[Stored data]
•••
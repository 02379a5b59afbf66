// SPDX-License-Identifier: BUSL-1.1
// Copyright (c) 2026 Alfred Jean LLC

//! The per-process reasoning loop
//!
//! One task per spawned process drives think → act → observe until a
//! terminal condition. Pause and cancellation are cooperative and only
//! observed at step boundaries.

use crate::chat::{ChatMessage, ChatOutcome};
use crate::tools::{ToolCtx, ToolError};
use crate::Kernel;
use aether_core::{
    AgentConfig, AgentPhase, Clock, Event, ExitReason, ProcessInfo, ReflectionRecord,
};
use parking_lot::Mutex;
use serde_json::json;
use std::sync::Arc;
use tokio::sync::Notify;
use tokio_util::sync::CancellationToken;
use tracing::{debug, warn};

/// Control handle for a running loop, owned by the kernel's agent map.
#[derive(Clone)]
pub struct AgentHandle {
    pub cancel: CancellationToken,
    paused: Arc<Mutex<bool>>,
    unpause: Arc<Notify>,
    inbox: Arc<Mutex<Vec<String>>>,
}

impl AgentHandle {
    pub fn new() -> Self {
        Self {
            cancel: CancellationToken::new(),
            paused: Arc::new(Mutex::new(false)),
            unpause: Arc::new(Notify::new()),
            inbox: Arc::new(Mutex::new(Vec::new())),
        }
    }

    pub fn pause(&self) {
        *self.paused.lock() = true;
    }

    pub fn resume(&self) {
        *self.paused.lock() = false;
        self.unpause.notify_waiters();
    }

    /// Queue a user message for the next think.
    pub fn inject(&self, text: String) {
        self.inbox.lock().push(text);
    }

    fn drain_inbox(&self) -> Vec<String> {
        std::mem::take(&mut *self.inbox.lock())
    }

    /// Block while paused; returns false if cancelled while waiting.
    async fn wait_if_paused(&self) -> bool {
        loop {
            if self.cancel.is_cancelled() {
                return false;
            }
            if !*self.paused.lock() {
                return true;
            }
            tokio::select! {
                _ = self.unpause.notified() => {}
                _ = self.cancel.cancelled() => return false,
            }
        }
    }
}

impl Default for AgentHandle {
    fn default() -> Self {
        Self::new()
    }
}

/// Drive one process to completion. Runs as its own tokio task.
pub(crate) async fn run_agent_loop<C: Clock>(
    kernel: Arc<Kernel<C>>,
    info: ProcessInfo,
    config: AgentConfig,
    handle: AgentHandle,
) {
    let pid = info.pid;
    let subject = kernel.subject_for(&info.uid);
    let specs = kernel.tools.specs();

    let mut transcript = vec![
        ChatMessage::system(format!(
            "You are {}, an autonomous agent. Work toward the goal step by step, \
             using tools; call `done` when finished.",
            info.role
        )),
        ChatMessage::user(config.goal.clone()),
    ];

    let mut steps_taken = 0u32;
    let mut reason = ExitReason::Limit;

    'steps: for step in 0..config.max_steps {
        if !handle.wait_if_paused().await {
            reason = ExitReason::Killed;
            break 'steps;
        }

        for injected in handle.drain_inbox() {
            transcript.push(ChatMessage::user(injected));
        }

        steps_taken = step + 1;
        kernel.table.set_phase(pid, AgentPhase::Thinking);

        let outcome = tokio::time::timeout(
            kernel.config.agent.chat_timeout,
            kernel.chat.step(&transcript, &specs),
        )
        .await;

        let ChatOutcome {
            content,
            tool_calls,
            usage: _,
        } = match outcome {
            Err(_) => {
                warn!(pid = %pid, "chat step timed out");
                kernel.bus.emit(Event::AgentLog {
                    pid,
                    level: "error".to_string(),
                    message: "llm call timed out".to_string(),
                });
                reason = ExitReason::Failed;
                break 'steps;
            }
            Ok(Err(e)) => {
                warn!(pid = %pid, error = %e, "chat step failed");
                kernel.bus.emit(Event::AgentLog {
                    pid,
                    level: "error".to_string(),
                    message: format!("llm unavailable: {e}"),
                });
                reason = ExitReason::Failed;
                break 'steps;
            }
            Ok(Ok(outcome)) => outcome,
        };

        let thought = content.unwrap_or_default();
        kernel.bus.emit(Event::AgentThought {
            pid,
            step,
            content: thought.clone(),
        });
        if !thought.is_empty() {
            transcript.push(ChatMessage::assistant(thought));
        }

        // No tool call is the terminal marker.
        let Some(call) = tool_calls.into_iter().next() else {
            reason = ExitReason::Done;
            break 'steps;
        };

        kernel.table.set_phase(pid, AgentPhase::Acting);
        kernel.bus.emit(Event::AgentAction {
            pid,
            step,
            tool: call.name.clone(),
            args: call.args.clone(),
        });

        let ctx = ToolCtx {
            pid,
            uid: info.uid.clone(),
            home: kernel.home_for(&info.uid),
            store: Arc::clone(&kernel.store),
            bus: kernel.bus.clone(),
            now_ms: kernel.clock.epoch_ms(),
            memory_cap: kernel.config.memory.layer_cap,
        };

        let result = kernel.tools.dispatch(&subject, &ctx, &call).await;
        kernel.table.set_phase(pid, AgentPhase::Observing);

        let observation = match result {
            Ok(value) => {
                kernel.bus.emit(Event::AgentObservation {
                    pid,
                    step,
                    result: value.clone(),
                });
                transcript.push(ChatMessage::tool(value.to_string()));
                if call.name == "done" {
                    reason = ExitReason::Done;
                    break 'steps;
                }
                continue 'steps;
            }
            Err(err) => err,
        };

        if observation.is_fatal() {
            kernel.bus.emit(Event::AgentObservation {
                pid,
                step,
                result: json!({ "error": observation.to_string(), "fatal": true }),
            });
            reason = ExitReason::Failed;
            break 'steps;
        }

        // Non-fatal tool errors become observations; the loop goes on.
        let error_value = json!({
            "error": error_kind(&observation),
            "message": observation.to_string(),
        });
        kernel.bus.emit(Event::AgentObservation {
            pid,
            step,
            result: error_value.clone(),
        });
        transcript.push(ChatMessage::tool(error_value.to_string()));
    }

    let final_phase = match reason {
        ExitReason::Done | ExitReason::Limit => AgentPhase::Completed,
        ExitReason::Failed | ExitReason::Killed => AgentPhase::Failed,
    };
    kernel.table.set_phase(pid, final_phase);

    if matches!(reason, ExitReason::Done | ExitReason::Limit) {
        let reflection = ReflectionRecord {
            id: 0,
            pid,
            agent_uid: info.uid.clone(),
            content: format!("finished after {steps_taken} step(s): {}", reason.as_str()),
            created_at_ms: kernel.clock.epoch_ms(),
        };
        if let Err(e) = kernel.store.insert_reflection(&reflection) {
            debug!(pid = %pid, error = %e, "reflection write failed");
        }
    }

    if let Err(e) = kernel.table.exit(pid, reason) {
        debug!(pid = %pid, error = %e, "loop exit raced another transition");
    }
    kernel.forget_agent(pid);
}

fn error_kind(err: &ToolError) -> &'static str {
    match err {
        ToolError::NotFound(_) => "tool_not_found",
        ToolError::InvalidArgs(_) => "arg_validation",
        ToolError::Forbidden(_) => "forbidden",
        ToolError::Timeout(_) => "tool_timeout",
        ToolError::Execution(_) => "tool_execution",
        ToolError::Fatal(_) => "fatal",
    }
}

#[cfg(test)]
#[path = "agent_tests.rs"]
mod tests;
•••
Each line of the records with the word "ToolCtx" in it is to be copied.

use crate::tools::{ToolCtx, ToolError};
        let ctx = ToolCtx {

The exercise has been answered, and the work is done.